I don’t feel well the day after my run-in at the clinic, but I go to work anyway. Only selfish people who are too lazy to contribute to the economy stay home when they’re sick. Republicans go to work! I’m sitting at my desk making America great again by hitting my sales quota, when I get called in to see my boss. It seems someone has forwarded him some screenshots of some Facebook posts I wrote about how there’s nothing wrong with Aunt Jemima brand syrup or Uncle Ben’s Rice and how it’s ridiculous that blacks are getting offended over some harmless caricatures. But apparently, a colleague saw the post and has filed a complaint. 

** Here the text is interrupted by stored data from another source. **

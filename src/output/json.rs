//! JSON output formatter.

use crate::output::{EntityState, OutputFormatter, TrapReport};
use crate::reading::TrapReading;
use chrono::{DateTime, Utc};
use serde::Serialize;

/// Formats each report as one JSON object.
#[derive(Debug, Default, Clone, Copy)]
pub struct JsonFormatter;

#[derive(Serialize)]
struct JsonReport<'a> {
    address: String,
    name: &'a str,
    available: bool,
    reported_at: DateTime<Utc>,
    reading: &'a TrapReading,
    entities: Vec<EntityState>,
}

impl OutputFormatter for JsonFormatter {
    fn format(&self, report: &TrapReport) -> String {
        let json = JsonReport {
            address: report.address.to_string(),
            name: &report.name,
            available: report.available,
            reported_at: report.reported_at,
            reading: &report.reading,
            entities: report.entity_states(),
        };
        // Serializing plain structs with string keys cannot fail.
        serde_json::to_string(&json).unwrap_or_default()
    }
}

#[cfg(test)]
mod tests {
    use super::*;
    use crate::test_utils::{TEST_ADDRESS, at};
    use serde_json::Value;

    #[test]
    fn test_json_report() {
        let report = TrapReport {
            address: TEST_ADDRESS,
            name: "Kitchen".to_string(),
            reading: TrapReading {
                triggered: Some(false),
                raw_battery_code: Some(469),
                voltage: Some(3.0),
                battery_percent: Some(83),
                raw_hex: Some("00000000000000D501".to_string()),
                last_update: Some(at(60)),
            },
            available: true,
            reported_at: at(120),
        };

        let line = JsonFormatter.format(&report);
        assert!(!line.contains('\n'));

        let value: Value = serde_json::from_str(&line).unwrap();
        assert_eq!(value["address"], "AA:BB:CC:DD:EE:FF");
        assert_eq!(value["available"], true);
        assert_eq!(value["reported_at"], "1970-01-01T00:02:00Z");
        assert_eq!(value["reading"]["triggered"], false);
        assert_eq!(value["reading"]["battery_percent"], 83);
        assert_eq!(value["reading"]["raw_hex"], "00000000000000D501");
        assert_eq!(value["entities"][0]["unique_id"], "aa:bb:cc:dd:ee:ff_status");
        assert_eq!(value["entities"][1]["value"]["value"], 3.0);
        assert_eq!(value["entities"][2]["unit"], "%");
    }

    #[test]
    fn test_unknown_values_are_null() {
        let report = TrapReport {
            address: TEST_ADDRESS,
            name: "Kitchen".to_string(),
            reading: TrapReading::default(),
            available: false,
            reported_at: at(0),
        };

        let value: Value = serde_json::from_str(&JsonFormatter.format(&report)).unwrap();
        assert_eq!(value["reading"]["triggered"], Value::Null);
        assert_eq!(value["entities"][0]["value"], Value::Null);
        assert_eq!(value["entities"][0]["available"], false);
    }
}
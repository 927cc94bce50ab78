//! BlueZ D-Bus backend.
//!
//! This backend uses the `bluer` crate to talk to the BlueZ daemon, so
//! `bluetoothd` must be running. Passive listening goes through BlueZ
//! advertisement monitors; active scans use a regular LE discovery session.
//! Every advertisement seen by either path is stamped with the current UTC
//! time and kept in a per-address cache.

use super::{
    ADVERTISEMENT_CHANNEL_BUFFER_SIZE, Advertisement, AdvertisementPredicate, AdvertisementSource,
    ScanError, ScanMode, Subscription, WaitOutcome, wait_on_subscription,
};
use crate::address::DeviceAddress;
use crate::reset::{CharacteristicWriter, ResetError, WriteRequest};
use crate::router::MANUFACTURER_IDS;
use bluer::monitor::{Monitor, MonitorEvent, Pattern};
use bluer::{
    Adapter, AdapterEvent, Device, DeviceEvent, DeviceProperty, DiscoveryFilter,
    DiscoveryTransport, Session,
};
use chrono::Utc;
use futures::StreamExt;
use futures::future::BoxFuture;
use futures::stream::BoxStream;
use std::collections::HashMap;
use std::sync::{Arc, Mutex, PoisonError};
use std::time::Duration;
use tokio::sync::mpsc;
use tokio::task::JoinHandle;
use uuid::Uuid;

/// Bluetooth manufacturer-specific data type (AD type 0xFF)
const MANUFACTURER_DATA_TYPE: u8 = 0xff;

/// How long to scan for a trap BlueZ has not seen before connecting to it.
const CONNECT_DISCOVERY_TIMEOUT: Duration = Duration::from_secs(5);

impl From<bluer::Error> for ScanError {
    fn from(err: bluer::Error) -> Self {
        ScanError::Bluetooth(err.to_string())
    }
}

impl From<bluer::Error> for ResetError {
    fn from(err: bluer::Error) -> Self {
        ResetError::Bluetooth(err.to_string())
    }
}

impl From<ScanError> for ResetError {
    fn from(err: ScanError) -> Self {
        ResetError::Bluetooth(err.to_string())
    }
}

/// Most recent advertisement per address.
#[derive(Debug, Clone, Default)]
struct AdvertisementCache(Arc<Mutex<HashMap<DeviceAddress, Advertisement>>>);

impl AdvertisementCache {
    fn store(&self, advertisement: Advertisement) {
        self.0
            .lock()
            .unwrap_or_else(PoisonError::into_inner)
            .insert(advertisement.address, advertisement);
    }

    fn get(&self, address: DeviceAddress) -> Option<Advertisement> {
        self.0
            .lock()
            .unwrap_or_else(PoisonError::into_inner)
            .get(&address)
            .cloned()
    }
}

/// Monitor patterns matching both byte orders of the Swissinno company ID.
///
/// Company IDs are little-endian on the air.
fn manufacturer_patterns() -> Vec<Pattern> {
    MANUFACTURER_IDS
        .iter()
        .map(|id| Pattern {
            data_type: MANUFACTURER_DATA_TYPE,
            start_position: 0,
            content: id.to_le_bytes().to_vec(),
        })
        .collect()
}

/// Decides which discovery events for one device carry data heard just now.
///
/// Discovery starts by announcing every device BlueZ already knows, with
/// properties that may be long out of date. Later events for the same device
/// are real property changes.
#[derive(Debug)]
struct DiscoveryGate {
    replay_pending: bool,
}

impl DiscoveryGate {
    fn new(known_before_discovery: bool) -> Self {
        Self {
            replay_pending: known_before_discovery,
        }
    }

    /// `in_range` is whether BlueZ currently reports an RSSI for the device.
    fn admit(&mut self, in_range: bool) -> bool {
        if std::mem::take(&mut self.replay_pending) {
            return false;
        }
        in_range
    }
}

/// Advertisement source backed by the default BlueZ adapter.
pub struct BluerSource {
    _session: Session,
    adapter: Adapter,
    cache: AdvertisementCache,
}

impl BluerSource {
    /// Open a BlueZ session and power on the default adapter.
    pub async fn new() -> Result<Self, ScanError> {
        let session = Session::new().await?;
        let adapter = session.default_adapter().await?;
        adapter.set_powered(true).await?;
        tracing::info!(adapter = adapter.name(), "using Bluetooth adapter");

        Ok(Self {
            _session: session,
            adapter,
            cache: AdvertisementCache::default(),
        })
    }

    async fn watch_passive(
        &self,
        address: DeviceAddress,
        tx: mpsc::Sender<Advertisement>,
    ) -> Result<JoinHandle<()>, ScanError> {
        let monitor_manager = self.adapter.monitor().await?;
        let mut monitor_handle = monitor_manager
            .register(Monitor {
                patterns: Some(manufacturer_patterns()),
                ..Default::default()
            })
            .await?;

        let adapter = self.adapter.clone();
        let cache = self.cache.clone();

        Ok(tokio::spawn(async move {
            // Monitors are unregistered once their manager goes away.
            let _monitor_manager = monitor_manager;
            let mut changes: Option<BoxStream<'static, DeviceEvent>> = None;

            loop {
                tokio::select! {
                    event = monitor_handle.next() => match event {
                        Some(MonitorEvent::DeviceFound(id))
                            if DeviceAddress::from(id.device) == address =>
                        {
                            let Ok(device) = adapter.device(id.device) else {
                                continue;
                            };
                            if !publish_current(&device, address, &tx, &cache).await {
                                break;
                            }
                            // DeviceFound fires once; later advertisements
                            // arrive as property changes.
                            if changes.is_none() {
                                match device.events().await {
                                    Ok(stream) => changes = Some(stream.boxed()),
                                    Err(error) => tracing::debug!(
                                        %address, %error, "cannot watch device property changes"
                                    ),
                                }
                            }
                        }
                        Some(_) => {}
                        None => break,
                    },
                    change = next_change(&mut changes) => match change {
                        Some(DeviceEvent::PropertyChanged(DeviceProperty::ManufacturerData(data))) => {
                            if !publish(address, data, &tx, &cache).await {
                                break;
                            }
                        }
                        Some(_) => {}
                        None => changes = None,
                    },
                }
            }
        }))
    }

    async fn watch_active(
        &self,
        address: DeviceAddress,
        tx: mpsc::Sender<Advertisement>,
    ) -> Result<JoinHandle<()>, ScanError> {
        let filter = DiscoveryFilter {
            transport: DiscoveryTransport::Le,
            duplicate_data: true,
            ..Default::default()
        };
        if let Err(error) = self.adapter.set_discovery_filter(filter).await {
            tracing::warn!(%error, "failed to set discovery filter");
        }

        let known = self.adapter.device_addresses().await?;
        let mut gate = DiscoveryGate::new(known.contains(&address.into()));

        // Discovery runs for as long as the event stream is alive.
        let mut events = Box::pin(self.adapter.discover_devices_with_changes().await?);
        let adapter = self.adapter.clone();
        let cache = self.cache.clone();

        Ok(tokio::spawn(async move {
            while let Some(event) = events.next().await {
                let AdapterEvent::DeviceAdded(found) = event else {
                    continue;
                };
                if DeviceAddress::from(found) != address {
                    continue;
                }
                let Ok(device) = adapter.device(found) else {
                    continue;
                };
                let in_range = matches!(device.rssi().await, Ok(Some(_)));
                if !gate.admit(in_range) {
                    tracing::trace!(%address, in_range, "skipping cached device properties");
                    continue;
                }
                if !publish_current(&device, address, &tx, &cache).await {
                    break;
                }
            }
        }))
    }

    /// Make sure BlueZ knows the device, running a short active scan if not.
    async fn resolve_device(&self, address: DeviceAddress) -> Result<Device, ResetError> {
        let known = self.adapter.device_addresses().await?;
        if !known.contains(&address.into()) {
            tracing::debug!(%address, "device not cached by BlueZ; starting active scan");
            let outcome = self
                .wait_for_advertisement(
                    address,
                    &|_: &Advertisement| true,
                    ScanMode::Active,
                    CONNECT_DISCOVERY_TIMEOUT,
                )
                .await?;
            if outcome == WaitOutcome::Timeout {
                return Err(ResetError::DeviceNotFound(address));
            }
        }
        Ok(self.adapter.device(address.into())?)
    }
}

async fn next_change(changes: &mut Option<BoxStream<'static, DeviceEvent>>) -> Option<DeviceEvent> {
    match changes {
        Some(stream) => stream.next().await,
        None => futures::future::pending().await,
    }
}

/// Read the device's current manufacturer data and publish it.
///
/// Returns `false` once the subscriber has gone away.
async fn publish_current(
    device: &Device,
    address: DeviceAddress,
    tx: &mpsc::Sender<Advertisement>,
    cache: &AdvertisementCache,
) -> bool {
    match device.manufacturer_data().await {
        Ok(Some(data)) => publish(address, data, tx, cache).await,
        Ok(None) => true,
        Err(error) => {
            tracing::debug!(%address, %error, "failed to read manufacturer data");
            true
        }
    }
}

async fn publish(
    address: DeviceAddress,
    data: HashMap<u16, Vec<u8>>,
    tx: &mpsc::Sender<Advertisement>,
    cache: &AdvertisementCache,
) -> bool {
    let advertisement = Advertisement {
        address,
        manufacturer_data: data.into_iter().collect(),
        timestamp: Some(Utc::now()),
        // BlueZ does not expose the PDU type of the last advertisement.
        connectable: true,
    };
    cache.store(advertisement.clone());
    tx.send(advertisement).await.is_ok()
}

async fn find_characteristic(
    device: &Device,
    uuid: Uuid,
) -> Result<Option<bluer::gatt::remote::Characteristic>, bluer::Error> {
    for service in device.services().await? {
        for characteristic in service.characteristics().await? {
            if characteristic.uuid().await? == uuid {
                return Ok(Some(characteristic));
            }
        }
    }
    Ok(None)
}

impl AdvertisementSource for BluerSource {
    fn subscribe(
        &self,
        address: DeviceAddress,
        mode: ScanMode,
    ) -> BoxFuture<'_, Result<Subscription, ScanError>> {
        Box::pin(async move {
            let (tx, rx) = mpsc::channel(ADVERTISEMENT_CHANNEL_BUFFER_SIZE);
            let task = match mode {
                ScanMode::Passive => self.watch_passive(address, tx).await?,
                ScanMode::Active => self.watch_active(address, tx).await?,
            };
            Ok(Subscription::new(rx, Some(task)))
        })
    }

    fn last_advertisement(&self, address: DeviceAddress) -> BoxFuture<'_, Option<Advertisement>> {
        Box::pin(async move { self.cache.get(address) })
    }

    fn wait_for_advertisement<'a>(
        &'a self,
        address: DeviceAddress,
        predicate: AdvertisementPredicate<'a>,
        mode: ScanMode,
        timeout: Duration,
    ) -> BoxFuture<'a, Result<WaitOutcome, ScanError>> {
        Box::pin(wait_on_subscription(self, address, predicate, mode, timeout))
    }
}

impl CharacteristicWriter for BluerSource {
    fn write_characteristic<'a>(
        &'a self,
        request: WriteRequest<'a>,
    ) -> BoxFuture<'a, Result<(), ResetError>> {
        Box::pin(async move {
            let address = request.address;
            let device = self.resolve_device(address).await?;

            if !device.is_connected().await? {
                tracing::debug!(%address, "connecting");
                device.connect().await?;
            }

            let result = match find_characteristic(&device, request.characteristic).await? {
                Some(characteristic) => {
                    characteristic.write(request.value).await?;
                    tokio::time::sleep(request.settle).await;
                    Ok(())
                }
                None => Err(ResetError::CharacteristicNotFound {
                    address,
                    uuid: request.characteristic,
                }),
            };

            if let Err(error) = device.disconnect().await {
                tracing::debug!(%address, %error, "failed to disconnect cleanly");
            }
            result
        })
    }
}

I try to talk my way out of it, telling my boss that all this political correctness means everyone now has something to complain about. “Look at me,” I say. “I’m an Italian American and you don’t see me moaning about Mario and Luigi videogames. And that’s the exact same thing!”

Anyway, my boss doesn’t see things that way, so he sends me in for “mandatory sensitivity training.” It doesn’t go well, after I accuse the lady who runs the session of being a shill for George Soros.

Long story short, I am now seeking new opportunities.

Unemployment form

Persecution postscript

In just three days, I have been banned from my favorite store, insulted, racially abused, denied healthcare, and fired from my job.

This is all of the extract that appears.